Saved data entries
★ ★ ★ ★ ★
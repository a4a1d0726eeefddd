//! # Provenance Ledger Core
//!
//! Tracks physical goods (wine) through their chain of custody by binding
//! each good to a tracking device and recording every ownership change as a
//! new version in a versioned key-value ledger.
//!
//! ## Lifecycle
//!
//! ```text
//!               enrollDevice             enrollWine
//! Unenrolled ────────────────→ Enrolled ────────────→ Bound ─┐
//!                                                       ↑    │ transferWine
//!                                                       └────┘
//! ```
//!
//! `Bound` is terminal. Each `transferWine` writes a new version of the wine
//! record; `queryAllCars` replays those versions from the ledger's history.
//!
//! ## Ledger Layout
//!
//! | Key | Record | Written by |
//! |-----|--------|------------|
//! | `device<id>` | [`Device`] | enroll, bind |
//! | `wine<id>` | [`Wine`] | bind, transfer |
//!
//! ## Crate Structure (Hexagonal Architecture)
//!
//! - `domain/` - Entities, key namespace, record codec, lifecycle, errors
//! - `ports/` - `ProvenanceApi` (inbound), `LedgerStore` and `TimeSource` (outbound)
//! - `adapters/` - In-memory ledger and time sources
//! - `service/` - `ProvenanceService` implementing the API against a ledger
//! - `router/` - Operation table, argument validation, response envelope
//!
//! ## Usage
//!
//! ```ignore
//! use provenance_core::{InMemoryLedger, ProvenanceService, Router};
//!
//! let router = Router::new(ProvenanceService::new(InMemoryLedger::new()));
//! let args = vec!["D1".to_string(), "X1".to_string(), "Acme".to_string()];
//! let response = router.dispatch("enrollDevice", &args);
//! assert!(response.ok);
//! ```

pub mod adapters;
pub mod domain;
pub mod ports;
pub mod router;
pub mod service;

// Re-export key types for convenience
pub use adapters::{InMemoryLedger, LedgerSnapshot, SequentialTimeSource, SystemTimeSource};
pub use domain::entities::{AuditRecord, Device, DeviceStatus, Wine, WineHistory};
pub use domain::errors::{ErrorKind, ProvenanceError, StoreError};
pub use domain::keys::{LedgerKey, Namespace};
pub use domain::lifecycle::DeviceState;
pub use domain::value_objects::{DeviceId, Timestamp};
pub use ports::inbound::{BindGood, EnrollDevice, ProvenanceApi, QueryHistory, TransferOwnership};
pub use ports::outbound::{HistoryIterator, HistoryScope, KeyModification, LedgerStore, TimeSource};
pub use router::{DispatchStats, Invocation, Operation, Response, Router};
pub use service::ProvenanceService;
★ ★ ★ ★ ★
> _To do_: Every line that holds the word "ProvenanceApi" should be copied from the records.

> _Answer to this task_:
//! - `ports/` - `ProvenanceApi` (inbound), `LedgerStore` and `TimeSource` (outbound)
pub use ports::inbound::{BindGood, EnrollDevice, ProvenanceApi, QueryHistory, TransferOwnership};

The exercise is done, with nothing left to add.